Real estate prices and activity in the Aude – 2006
The property market in the Aude in 2006 can be divided into two halves. The first half of the year saw a lot of buyer activity, stable pricing, and a strong inventory of properties for sale in all price ranges.
In July it turned around completely. Little buyer activity and weak inventory of properties lewd to very low sales activity. The second half of the year was a buyers’ market without buyers. Or at least English speaking buyers, the part of the real estate market that I work in.
The slowdown in July was no surprise, the Aude property market always slows down in the summer. Usually though, it picks up in mid-September and stays healthy through October, slowing through November and December and picking up again in late January. This year there was no recovery in September, in fact activity declined after the summer.
I haven’t been able to identify an external force that can be identified as the cause of the slowdown.
The FNAIM report on market activity and prices for the third quarter of 2006 shows that sales for ancien – existing as opposed to new build – houses were down 1.7% on an annual basis and that prices decreased 3.8%. The figures are for south east France and include Languedoc.
A caveat – beware average prices.
In the Aude, and probably all over France, there are four distinct property markets.
- houses to renovate
- the low end – first time buyers and buyers with a limited budget – under 150,000 euros
- the mid market – 150,000 to 500,000 euros
- the high end – over 500,000 euros
People who buy houses that need to be renovated are a breed apart. They know that in the Aude renovate can mean anything from completely rebuilding to renewing the electrical and plumbing, adding a roof terrace, and redecorating – like this old bakery in Montlaur on the market for 76,000 euros – to rebuilding the interior of a grand home – like this chateau in the Montagne Noire on the market for 595,000 euros. Both are excellent value for money but are in totally different classes of the market.
The highest demand is for property under 125,000 euros. This segment of the market is strong and prices rose through 2006
In the mid market prices stayed the same although there were adjustments for overpricing by optimistic sellers.
Prices in the high end market dropped dramatically in 2006. This segment of the property market is over-supplied and properties take as long as 18 to 24 months to sell. If you have 400,000 euros plus to spend on a property in the Aude look at properties in the 550,000 to 650,000 price range. Make an offer. You may be pleasantly surprised.
If we just look at average price changes we would think that prices dropped across all segments of the market. They didn’t.
2007 Outlook for property sales in the Aude
Prices – House prices will increase again in the Aude but in 2007 the only increase will be in the low end of the market. Demand is strong for habitable houses with any kind of outdoor space and the scarcity of those properties will continue to drive up the prices.

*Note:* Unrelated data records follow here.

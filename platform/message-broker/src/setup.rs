//! Wiring helpers that turn settings into ready-to-use components

use std::sync::Arc;

use crate::codec::Codec;
use crate::config::{BusType, MessageBrokerSettings};
use crate::error::{BrokerError, BrokerResult};
use crate::registry::{HttpSchemaRegistry, SchemaRegistry};
use crate::schema::{FileSchemaResolver, SchemaResolver};
use crate::transport::{BrokerTransport, InMemoryTransport, NatsTransport};

/// Build the transport selected by `bus_type`
pub async fn connect_transport(settings: &MessageBrokerSettings) -> BrokerResult<Arc<dyn BrokerTransport>> {
    match settings.bus_type {
        BusType::InMemory => {
            tracing::info!("Using InMemory transport");
            Ok(Arc::new(InMemoryTransport::new()))
        }
        BusType::Nats => {
            tracing::info!(servers = %settings.bootstrap_servers, "Connecting to NATS");
            Ok(Arc::new(NatsTransport::connect(settings).await?))
        }
    }
}

/// Build the codec implied by the settings
///
/// A configured registry enables binary decoding. Binary encoding also needs
/// Avro options.
pub fn codec_from_settings(settings: &MessageBrokerSettings) -> BrokerResult<Codec> {
    let registry: Option<Arc<dyn SchemaRegistry>> = match &settings.schema_registry_url {
        Some(url) => {
            let mut registry = HttpSchemaRegistry::new(url.clone())?;
            if let (Some(user), Some(password)) = (&settings.username, &settings.password) {
                registry = registry.with_basic_auth(user.clone(), password.clone());
            }
            Some(Arc::new(registry))
        }
        None => None,
    };

    let resolver: Option<Arc<dyn SchemaResolver>> = settings
        .avro
        .as_ref()
        .map(|avro| Arc::new(FileSchemaResolver::new(avro)) as Arc<dyn SchemaResolver>);

    if resolver.is_some() && registry.is_none() {
        tracing::warn!("Avro options set without a schema registry; publishing JSON");
    }

    let codec = Codec::new(resolver, registry);
    tracing::info!(binary = codec.encodes_binary(), "Codec configured");
    Ok(codec)
}

/// Settings check shared by the binaries
pub fn require_database(settings: &MessageBrokerSettings) -> BrokerResult<&crate::config::DatabaseSettings> {
    settings
        .database
        .as_ref()
        .ok_or_else(|| BrokerError::Configuration("DATABASE_URL must be set".to_string()))
}
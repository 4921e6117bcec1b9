//! # Consumer Loop
//!
//! Long-running subscription loops that decode envelopes and hand them to
//! application handlers, one at a time or in size/time windows.
//!
//! ## Termination
//!
//! A loop ends cleanly when its [`CancellationToken`] fires. It ends with an
//! error on the first transport, decode or handler failure; messages are
//! never skipped silently.
//!
//! ## Batching
//!
//! In batch mode a window opens when the first message is buffered. The
//! buffer is flushed when it reaches `max_batch_size`, or once
//! `max_wait_time` has passed since the window opened. A quiet topic still
//! flushes: every poll that returns nothing re-checks the time budget.
//! Messages still buffered at cancellation are dropped uncommitted and will
//! be redelivered.

use async_trait::async_trait;
use serde::de::DeserializeOwned;
use std::future::Future;
use std::sync::Arc;
use std::time::Duration;
use tokio::time::Instant;
use tokio_util::sync::CancellationToken;

use crate::codec::Codec;
use crate::envelope::{CloudEvent, Headers};
use crate::error::{BrokerError, BrokerResult};
use crate::transport::BrokerTransport;

/// Default time a batch poll waits before re-checking the window
pub const DEFAULT_POLL_INTERVAL: Duration = Duration::from_millis(100);

/// A decoded envelope plus the transport metadata it arrived with
#[derive(Debug, Clone, PartialEq)]
pub struct ReceivedMessage<T> {
    pub event: CloudEvent<T>,
    pub key: Option<String>,
    pub headers: Headers,
}

/// Handles one message at a time
#[async_trait]
pub trait MessageHandler<T>: Send + Sync {
    async fn handle(&self, message: ReceivedMessage<T>) -> BrokerResult<()>;
}

#[async_trait]
impl<T, F, Fut> MessageHandler<T> for F
where
    T: Send + 'static,
    F: Fn(ReceivedMessage<T>) -> Fut + Send + Sync,
    Fut: Future<Output = BrokerResult<()>> + Send,
{
    async fn handle(&self, message: ReceivedMessage<T>) -> BrokerResult<()> {
        (self)(message).await
    }
}

/// Handles a window of messages at once
#[async_trait]
pub trait BatchHandler<T>: Send + Sync {
    async fn handle_batch(&self, batch: Vec<ReceivedMessage<T>>) -> BrokerResult<()>;
}

#[async_trait]
impl<T, F, Fut> BatchHandler<T> for F
where
    T: Send + 'static,
    F: Fn(Vec<ReceivedMessage<T>>) -> Fut + Send + Sync,
    Fut: Future<Output = BrokerResult<()>> + Send,
{
    async fn handle_batch(&self, batch: Vec<ReceivedMessage<T>>) -> BrokerResult<()> {
        (self)(batch).await
    }
}

/// Window limits for batch consumption
#[derive(Debug, Clone, Copy, PartialEq, Eq)]
pub struct BatchOptions {
    pub max_batch_size: usize,
    pub max_wait_time: Duration,
    pub poll_interval: Duration,
}

impl BatchOptions {
    pub fn new(max_batch_size: usize, max_wait_time: Duration) -> Self {
        Self {
            max_batch_size,
            max_wait_time,
            poll_interval: DEFAULT_POLL_INTERVAL,
        }
    }

    pub fn with_poll_interval(mut self, poll_interval: Duration) -> Self {
        self.poll_interval = poll_interval;
        self
    }

    pub fn validate(&self) -> BrokerResult<()> {
        if self.max_batch_size == 0 {
            return Err(BrokerError::Configuration(
                "max_batch_size must be at least 1".to_string(),
            ));
        }
        if self.poll_interval.is_zero() {
            return Err(BrokerError::Configuration(
                "poll_interval must be greater than zero".to_string(),
            ));
        }
        Ok(())
    }
}

/// Runs a consume loop until cancelled or failed
#[async_trait]
pub trait MessageConsumer: Send + Sync {
    async fn consume<T, H>(&self, handler: H, cancel: CancellationToken) -> BrokerResult<()>
    where
        T: DeserializeOwned + Send + 'static,
        H: MessageHandler<T> + 'static;

    async fn consume_batch<T, H>(
        &self,
        options: BatchOptions,
        handler: H,
        cancel: CancellationToken,
    ) -> BrokerResult<()>
    where
        T: DeserializeOwned + Send + 'static,
        H: BatchHandler<T> + 'static;
}

/// Consumer that pulls from a transport and decodes with a [`Codec`]
#[derive(Debug, Clone)]
pub struct BrokerConsumer {
    transport: Arc<dyn BrokerTransport>,
    codec: Arc<Codec>,
    topic: String,
}

impl BrokerConsumer {
    pub fn new(transport: Arc<dyn BrokerTransport>, codec: Arc<Codec>, topic: impl Into<String>) -> Self {
        Self {
            transport,
            codec,
            topic: topic.into(),
        }
    }

    pub fn topic(&self) -> &str {
        &self.topic
    }

    async fn run_single<T, H>(&self, handler: &H, cancel: &CancellationToken) -> BrokerResult<()>
    where
        T: DeserializeOwned + Send + 'static,
        H: MessageHandler<T>,
    {
        loop {
            let pulled = tokio::select! {
                biased;
                _ = cancel.cancelled() => return Ok(()),
                pulled = self.transport.pull(None) => pulled?,
            };
            let Some(raw) = pulled else { continue };

            let message = self.codec.decode_message::<T>(raw).await?;
            let event_id = message.event.id.clone();
            handler.handle(message).await?;
            tracing::trace!(event_id = %event_id, "Message handled");
        }
    }

    async fn run_batch<T, H>(
        &self,
        options: BatchOptions,
        handler: &H,
        cancel: &CancellationToken,
    ) -> BrokerResult<()>
    where
        T: DeserializeOwned + Send + 'static,
        H: BatchHandler<T>,
    {
        let mut buffer: Vec<ReceivedMessage<T>> = Vec::with_capacity(options.max_batch_size);
        let mut window_start = Instant::now();

        loop {
            let pulled = tokio::select! {
                biased;
                _ = cancel.cancelled() => break,
                pulled = self.transport.pull(Some(options.poll_interval)) => pulled?,
            };

            if let Some(raw) = pulled {
                if buffer.is_empty() {
                    window_start = Instant::now();
                }
                buffer.push(self.codec.decode_message::<T>(raw).await?);
            }

            let window_elapsed = window_start.elapsed() >= options.max_wait_time;
            if !buffer.is_empty() && (buffer.len() >= options.max_batch_size || window_elapsed) {
                let batch = std::mem::replace(
                    &mut buffer,
                    Vec::with_capacity(options.max_batch_size),
                );
                let size = batch.len();
                handler.handle_batch(batch).await?;
                tracing::debug!(topic = %self.topic, batch_size = size, "Batch handled");
            }
        }

        if !buffer.is_empty() {
            tracing::debug!(
                topic = %self.topic,
                discarded = buffer.len(),
                "Cancelled with unflushed messages"
            );
        }
        Ok(())
    }

    /// Log how a loop ended and release the transport
    async fn finish(&self, result: BrokerResult<()>) -> BrokerResult<()> {
        match &result {
            Ok(()) => tracing::info!(topic = %self.topic, "Consumer stopped"),
            Err(e) => tracing::error!(topic = %self.topic, error = %e, "Consumer loop failed"),
        }
        if let Err(e) = self.transport.close().await {
            tracing::warn!(topic = %self.topic, error = %e, "Failed to close transport");
        }
        result
    }
}

#[async_trait]
impl MessageConsumer for BrokerConsumer {
    async fn consume<T, H>(&self, handler: H, cancel: CancellationToken) -> BrokerResult<()>
    where
        T: DeserializeOwned + Send + 'static,
        H: MessageHandler<T> + 'static,
    {
        self.transport.subscribe(&self.topic).await?;
        tracing::info!(topic = %self.topic, "Consumer started");

        let result = self.run_single(&handler, &cancel).await;
        self.finish(result).await
    }

    async fn consume_batch<T, H>(
        &self,
        options: BatchOptions,
        handler: H,
        cancel: CancellationToken,
    ) -> BrokerResult<()>
    where
        T: DeserializeOwned + Send + 'static,
        H: BatchHandler<T> + 'static,
    {
        options.validate()?;
        self.transport.subscribe(&self.topic).await?;
        tracing::info!(
            topic = %self.topic,
            max_batch_size = options.max_batch_size,
            max_wait_ms = options.max_wait_time.as_millis() as u64,
            "Batch consumer started"
        );

        let result = self.run_batch(options, &handler, &cancel).await;
        self.finish(result).await
    }
}
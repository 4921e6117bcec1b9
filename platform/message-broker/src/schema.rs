//! Schema resolution
//!
//! Maps an event type to the Avro schema text and registry subject used to
//! encode it. Resolution is a pure lookup; nothing is registered here.

use async_trait::async_trait;
use std::collections::HashMap;
use std::io::ErrorKind;
use std::path::PathBuf;

use crate::config::{AvroOptions, MessageBrokerSettings, DEFAULT_SUBJECT_PREFIX};
use crate::error::{BrokerError, BrokerResult};

/// Schema text and the registry subject it is registered under
#[derive(Debug, Clone, PartialEq, Eq)]
pub struct ResolvedSchema {
    pub subject: String,
    pub definition: String,
}

/// Maps an event type to its schema
#[async_trait]
pub trait SchemaResolver: Send + Sync {
    async fn resolve(&self, event_type: &str) -> BrokerResult<ResolvedSchema>;
}

/// `<prefix>.<event_type>`, falling back to the default prefix when empty
pub fn subject_for(prefix: &str, event_type: &str) -> String {
    let prefix = if prefix.trim().is_empty() {
        DEFAULT_SUBJECT_PREFIX
    } else {
        prefix
    };
    format!("{prefix}.{event_type}")
}

/// Resolves schemas from files on disk
///
/// The file is read on every call so schema edits are picked up without a
/// restart.
#[derive(Debug, Clone)]
pub struct FileSchemaResolver {
    subject_prefix: String,
    schema_map: HashMap<String, PathBuf>,
}

impl FileSchemaResolver {
    pub fn new(options: &AvroOptions) -> Self {
        Self {
            subject_prefix: options.subject_prefix.clone(),
            schema_map: options
                .schema_map
                .iter()
                .map(|(event_type, path)| (event_type.clone(), PathBuf::from(path)))
                .collect(),
        }
    }

    pub fn from_settings(settings: &MessageBrokerSettings) -> BrokerResult<Self> {
        settings.avro.as_ref().map(Self::new).ok_or_else(|| {
            BrokerError::Configuration("avro options are required for schema resolution".into())
        })
    }
}

#[async_trait]
impl SchemaResolver for FileSchemaResolver {
    async fn resolve(&self, event_type: &str) -> BrokerResult<ResolvedSchema> {
        let path = self.schema_map.get(event_type).ok_or_else(|| {
            BrokerError::schema_resolution(event_type, "event type has no schema mapping")
        })?;

        let definition = tokio::fs::read_to_string(path).await.map_err(|e| {
            let reason = match e.kind() {
                ErrorKind::NotFound => format!("schema file not found: {}", path.display()),
                _ => format!("failed to read {}: {e}", path.display()),
            };
            BrokerError::schema_resolution(event_type, reason)
        })?;

        Ok(ResolvedSchema {
            subject: subject_for(&self.subject_prefix, event_type),
            definition,
        })
    }
}

/// Resolves schemas from definitions held in memory
#[derive(Debug, Clone, Default)]
pub struct InlineSchemaResolver {
    subject_prefix: String,
    schemas: HashMap<String, String>,
}

impl InlineSchemaResolver {
    pub fn new(subject_prefix: impl Into<String>) -> Self {
        Self {
            subject_prefix: subject_prefix.into(),
            schemas: HashMap::new(),
        }
    }

    pub fn with_schema(mut self, event_type: impl Into<String>, definition: impl Into<String>) -> Self {
        self.schemas.insert(event_type.into(), definition.into());
        self
    }
}

#[async_trait]
impl SchemaResolver for InlineSchemaResolver {
    async fn resolve(&self, event_type: &str) -> BrokerResult<ResolvedSchema> {
        let definition = self.schemas.get(event_type).ok_or_else(|| {
            BrokerError::schema_resolution(event_type, "event type has no schema mapping")
        })?;

        Ok(ResolvedSchema {
            subject: subject_for(&self.subject_prefix, event_type),
            definition: definition.clone(),
        })
    }
}
/// Convert a decoded Avro value into a plain payload tree
///
/// Records become maps, unions and enums are unwrapped, logical types fall
/// back to their underlying primitive.
pub fn denormalize(value: Value) -> BrokerResult<Payload> {
    Ok(match value {
        Value::Null => Payload::Null,
        Value::Boolean(b) => Payload::Bool(b),
        Value::Int(i) | Value::Date(i) | Value::TimeMillis(i) => Payload::Int(i64::from(i)),
        Value::Long(i)
        | Value::TimeMicros(i)
        | Value::TimestampMillis(i)
        | Value::TimestampMicros(i) => Payload::Int(i),
        Value::Float(f) => number(f64::from(f)),
        Value::Double(f) => number(f),
        Value::String(s) => Payload::String(s),
        Value::Enum(_, symbol) => Payload::String(symbol),
        Value::Uuid(u) => Payload::String(u.to_string()),
        Value::Bytes(bytes) | Value::Fixed(_, bytes) => match String::from_utf8(bytes) {
            Ok(s) => Payload::String(s),
            Err(e) => Payload::List(
                e.into_bytes()
                    .into_iter()
                    .map(|b| Payload::Int(i64::from(b)))
                    .collect(),
            ),
        },
        Value::Union(_, inner) => denormalize(*inner)?,
        Value::Array(items) => Payload::List(
            items
                .into_iter()
                .map(denormalize)
                .collect::<BrokerResult<Vec<_>>>()?,
        ),
        Value::Map(map) => Payload::Map(
            map.into_iter()
                .map(|(k, v)| Ok((k, denormalize(v)?)))
                .collect::<BrokerResult<BTreeMap<_, _>>>()?,
        ),
        Value::Record(fields) => Payload::Map(
            fields
                .into_iter()
                .map(|(k, v)| Ok((k, denormalize(v)?)))
                .collect::<BrokerResult<BTreeMap<_, _>>>()?,
        ),
        other => {
            return Err(BrokerError::Decode(format!(
                "unsupported avro value {other:?}"
            )))
        }
    })
}

/// Same integer preference as JSON normalization
fn number(f: f64) -> Payload {
    Payload::normalize(
        serde_json::Number::from_f64(f)
            .map(serde_json::Value::Number)
            .unwrap_or(serde_json::Value::Null),
    )
}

Prices in the mid market will remain unchanged.
Prices at the high end will continue to drop. New properties coming on to the market in this sector will be more realistically priced than they have been in the past couple of years.
Activity is going to increase slowly starting in late January and peaking in June. It will decline through the summer. Will it pick up in September? Your guess is as good as mine.
The legendary, wealthy south of France has seen strong demand and
stable prices that are expected to continue. Agents claim that buy to
let properties are gaining popularity amongst buyers of new real
estate. In Provence, Lot and Aude, prices have risen recently, and
Languedoc is being touted as the next big thing.
With such a diversity of landscape and its great climate, it’s easy to see why this part of the Languedoc Roussillon is beginning to attract people’s attention. Better still, as the Aude is relatively unknown to foreign buyers it represents one of the few areas in France where property prices are still relatively cheap. This is particularly true for properties further inland where it is possible to buy a ruin for less than €50,000 – although at these low prices buyers must be prepared for some serious renovation. However, French vendors in the Aude have begun to see the potential of the foreign market and prices have started to rise quite rapidly. It is nevertheless a buyer’s market, with the local population keen to keep small villages alive, so it is always a good idea to try and bargain people down.
Generally speaking you can expect to pay around €160,000 for a three bedroomed cottage in the agricultural areas of Lauragais and Haute Vallée or Corbières and Minervois, whilst a similar property nearer to Carcassonne or Narbonne and the commuter belts surrounding the motorways will set you back about €220,000 (expect to pay at least €50,000 more for properties with pools and large gardens). Prices on the much sought after coast are naturally higher, where small studio flats cost around €75,000 and three bedroomed modern villas currently cost around €250,000. Apartments in Carcassonne and Narbonne are also quite expensive – a three bedroomed apartment in the centre of these towns currently costs on average €200,000.
Is Property in the Aude still a good investment?
I don’t see the Aude turning into Provence in my lifetime – I hope – but the climate is welcoming and it’s beautiful. Tourism is increasing every year and the Conseil General de l"Aude has targeted it an important economic sector to be developed.
Just remember – do your homework before you buy a house in the Aude.